# Advice on dog travel needed!



## SusiePlus2 (Nov 19, 2016)

Can anybody provide current advice on the best way to fly my dog to Cyprus?
We are relocating in February and after a fair amount of research I am still struggling to find a clear answer. I have had quotes from several companies but my biggest concern is the process Cyprus end. 
She is 12 years old and very timid so I am desperate for the journey to be as stress free as possible. I would like to be on the same flight as her so I can drop her off and pick her up. I believe Thomson take dogs but can't really find much more than that!
Any advice or experiences shared would be very much appreciated, this is by far the most stressful part of the move so far!
Thanks in advance,
Susie


----------



## David_&_Letitia (Jul 8, 2012)

Hi Susie - welcome to the Forum.

We moved here in October 2014 and brought our dog, Bonnie, with us. She was 12 at the time of travel, and like yours is very timid. We flew with Monarch on the same flight as Bonnie from Birmingham to Paphos. TFA Logistics are the Monarch agents for pet travel, so all we did was to check the Monarch website for availability of seats for us on the flight we wanted, then booked Bonnie as live cargo on that flight through TFA Logistics. Once they confirmed Bonnie would be on that flight, we booked our own seats with Monarch.
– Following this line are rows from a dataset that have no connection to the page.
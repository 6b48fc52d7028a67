//! Collaborator seams: everything the board core consumes but does not own.
//!
//! ARCHITECTURE
//! ============
//! The replication engine, content instantiation, binary asset storage,
//! navigation and card measurement are all traits. The core only ever talks
//! to them through these seams; [`memory`] provides in-process
//! implementations used by tests and the demo binary.
//!
//! DESIGN
//! ======
//! Document edits go through [`DocHandle::change`], an atomic "apply this
//! mutator to the current board" primitive. Callers must never read a
//! snapshot, edit it, and write it back. Change notifications arrive on a
//! `watch` channel (latest value wins), ephemeral messages on a `broadcast`
//! channel (best effort, lagging receivers lose messages).

pub mod memory;

#[cfg(test)]
#[path = "mod_test.rs"]
mod tests;

use std::path::Path;
use std::sync::Arc;

use tokio::sync::{broadcast, watch};

use crate::consts::{FALLBACK_HEIGHT_UNITS, FALLBACK_WIDTH_UNITS};
use crate::content::{Context, ContentTypes};
use crate::doc::{Board, Card, ContentLink, DocumentId, ParticipantId, Size};
use crate::grid::grid_units;

// =============================================================================
// SHARED DOCUMENT
// =============================================================================

/// A mutation applied atomically to the shared board.
pub type Mutator<'a> = Box<dyn FnOnce(&mut Board) + Send + 'a>;

/// An ephemeral message together with the participant who sent it.
#[derive(Debug, Clone, PartialEq)]
pub struct Envelope {
    pub sender: ParticipantId,
    pub payload: serde_json::Value,
}

/// Handle to one open shared board document.
pub trait DocHandle: Send + Sync {
    fn document_id(&self) -> DocumentId;

    /// The participant this handle sends as.
    fn participant(&self) -> ParticipantId;

    /// Latest known board state.
    fn doc(&self) -> Board;

    /// Change notifications, including the ones caused by our own edits.
    fn subscribe_changes(&self) -> watch::Receiver<Board>;

    /// Ephemeral messages from every participant, including our own echoes.
    fn subscribe_messages(&self) -> broadcast::Receiver<Envelope>;

    /// Apply `mutator` atomically. Fire and forget.
    fn change(&self, mutator: Mutator<'_>);

    /// Broadcast an ephemeral, unpersisted payload. Best effort.
    fn message(&self, payload: serde_json::Value);

    /// Detach from the document. Later calls are ignored.
    fn release(&self);
}

/// Opens shared documents.
pub trait Repo: Send + Sync {
    fn open(&self, id: DocumentId) -> Arc<dyn DocHandle>;
}

// =============================================================================
// CONTENT AND ASSETS
// =============================================================================

/// Creates the backing document for a new piece of content.
pub trait ContentStore: Send + Sync {
    /// Returns the new content id.
    fn initialize_content_doc(&self, type_name: &str, attrs: &serde_json::Value) -> String;
}

/// Identifier of a stored binary asset.
pub type AssetId = String;

#[derive(Debug, thiserror::Error)]
pub enum AssetError {
    #[error("asset i/o failed: {0}")]
    Io(#[from] std::io::Error),
    #[error("asset rejected: {0}")]
    Rejected(String),
}

impl crate::error::ErrorCode for AssetError {
    fn error_code(&self) -> &'static str {
        match self {
            Self::Io(_) => "E_ASSET_IO",
            Self::Rejected(_) => "E_ASSET_REJECTED",
        }
    }
}

/// Binary asset storage for imported files.
#[async_trait::async_trait]
pub trait AssetStore: Send + Sync {
    /// Store the file at `path`.
    ///
    /// # Errors
    ///
    /// Returns an [`AssetError`] if the file cannot be read or stored.
    async fn write(&self, path: &Path) -> Result<AssetId, AssetError>;

    /// Store raw bytes of the given media type.
    ///
    /// # Errors
    ///
    /// Returns an [`AssetError`] if the bytes cannot be stored.
    async fn write_buffer(&self, bytes: Vec<u8>, media_type: &str) -> Result<AssetId, AssetError>;
}

// =============================================================================
// UI SEAMS
// =============================================================================

/// Opens a card's content, e.g. in a new view.
pub trait Navigator: Send + Sync {
    fn open(&self, link: &ContentLink);
}

/// Reports the rendered size of a card.
pub trait CardMeasure: Send + Sync {
    fn measure(&self, card: &Card) -> Size;
}

/// Measures cards from their stored size, falling back to the content
/// type's preferred size and then to a fixed default.
pub struct IntrinsicMeasure {
    content_types: Arc<dyn ContentTypes>,
}

impl IntrinsicMeasure {
    #[must_use]
    pub fn new(content_types: Arc<dyn ContentTypes>) -> Self {
        Self { content_types }
    }
}

impl CardMeasure for IntrinsicMeasure {
    fn measure(&self, card: &Card) -> Size {
        let (default_width, default_height) = self
            .content_types
            .lookup(card.url.content_type(), Context::Board)
            .map(|t| t.default_size())
            .unwrap_or_default();
        Size {
            width: card
                .width
                .or(default_width)
                .unwrap_or_else(|| grid_units(FALLBACK_WIDTH_UNITS)),
            height: card
                .height
                .or(default_height)
                .unwrap_or_else(|| grid_units(FALLBACK_HEIGHT_UNITS)),
        }
    }
}

// =============================================================================
// BUNDLE
// =============================================================================

/// Every non-document collaborator a board session needs.
#[derive(Clone)]
pub struct Collaborators {
    pub content_types: Arc<dyn ContentTypes>,
    pub content: Arc<dyn ContentStore>,
    pub assets: Arc<dyn AssetStore>,
    pub navigator: Arc<dyn Navigator>,
    pub measure: Arc<dyn CardMeasure>,
}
It was all very simple, but certainly not cheap:

One way seat only flights from Birmingham to Paphos with Monarch Airlines in Oct 14 = £49.99 each.
1 x 20kg suitcase from Birmingham to Paphos with Monarch Airlines = £22.99 each
1 x 6kg dog in pet carrier as cargo in hold (total weight around 13kg) with Monarch Airlines = £538

By the time you add the cost of the pet passport, an airline compliant kennel etc, the total cost would have been around £800. For a much loved family member, though, it was worth it! Like you, I discovered that Thomson also allow pets to travel but only from certain UK airports. The costs were pretty much the same as we paid with Monarch. I think you'll find that the airline itself doesn't deal with live cargo - it will usually be a logistic company which is responsible to the airline for such things.

After booking everything and before we had even left the UK, we had a telephone call from the chap who deals with live cargo in Paphos airport to introduce himself and to tell us the procedure once we landed. The process at this end was so quick and simple. After retrieving our suitcases, we collected Bonnie at the outsize baggage carousel where the chap met us. He took us to an office where we had to produce our passport and our pet passport and we were issued a piece of paper. That was it - we were then able to leave the airport and travel on to Polis where we now live. During the following few days, we had to go to the 'Government Vet' with the piece of paper and the pet passport. He scanned Bonnie's microchip and issued us with yet another piece of paper which allowed us to obtain a dog licence from the local Municipality. 

Good luck!


----------



## SusiePlus2 (Nov 19, 2016)

Thank you so much, that's really helpful. I'm so glad to hear that I can collect Ellie as soon as we arrive, I would hate to think of her sat alone and scared. 
One last question, do you have any recommendations for a pet carrier? I have seen a few but again, I'm not really sure what I'm looking for!


----------



## nemo1843 (Sep 27, 2012)

We also flew with Monarch from Birmingham bringing our much loved schnauzer. It was, as David has described, a very easy collection at the Paphos end. As regards the pet carrier, this was arranged for us by TFA Logisitics who handle pet transportation for Monarch, I simply had to give measurements of the dog and they sorted the cage and it was waiting for us at Birmingham.

However, in hindsight, I would never have brought him. I miss the freedom of having a dog in the UK that you can let of the lead and have relaxed walks with! Doesn't happen here.


----------



## David_&_Letitia (Jul 8, 2012)

SusiePlus2 said:


> Thank you so much, that's really helpful. I'm so glad to hear that I can collect Ellie as soon as we arrive, I would hate to think of her sat alone and scared.
> One last question, do you have any recommendations for a pet carrier? I have seen a few but again, I'm not really sure what I'm looking for!


You need one which is IATA approved for air travel. We bought ours - a Sky Vari Kennel - from Doggie Solutions (see link below). The advantage of this was that it comes in 2 halves for easy storage, but we used the bottom half on its own as her bed for a couple of weeks leading up to the flight in order to get her used to it - eventually also adding the top half as well. For the actual flight, her blanket and a couple of fluffy toys were sufficient to settle her completely. Letitia also wore a t shirt for a couple of days and put that in the kennel so that her scent would also be a comfort to Bonnie during the flight.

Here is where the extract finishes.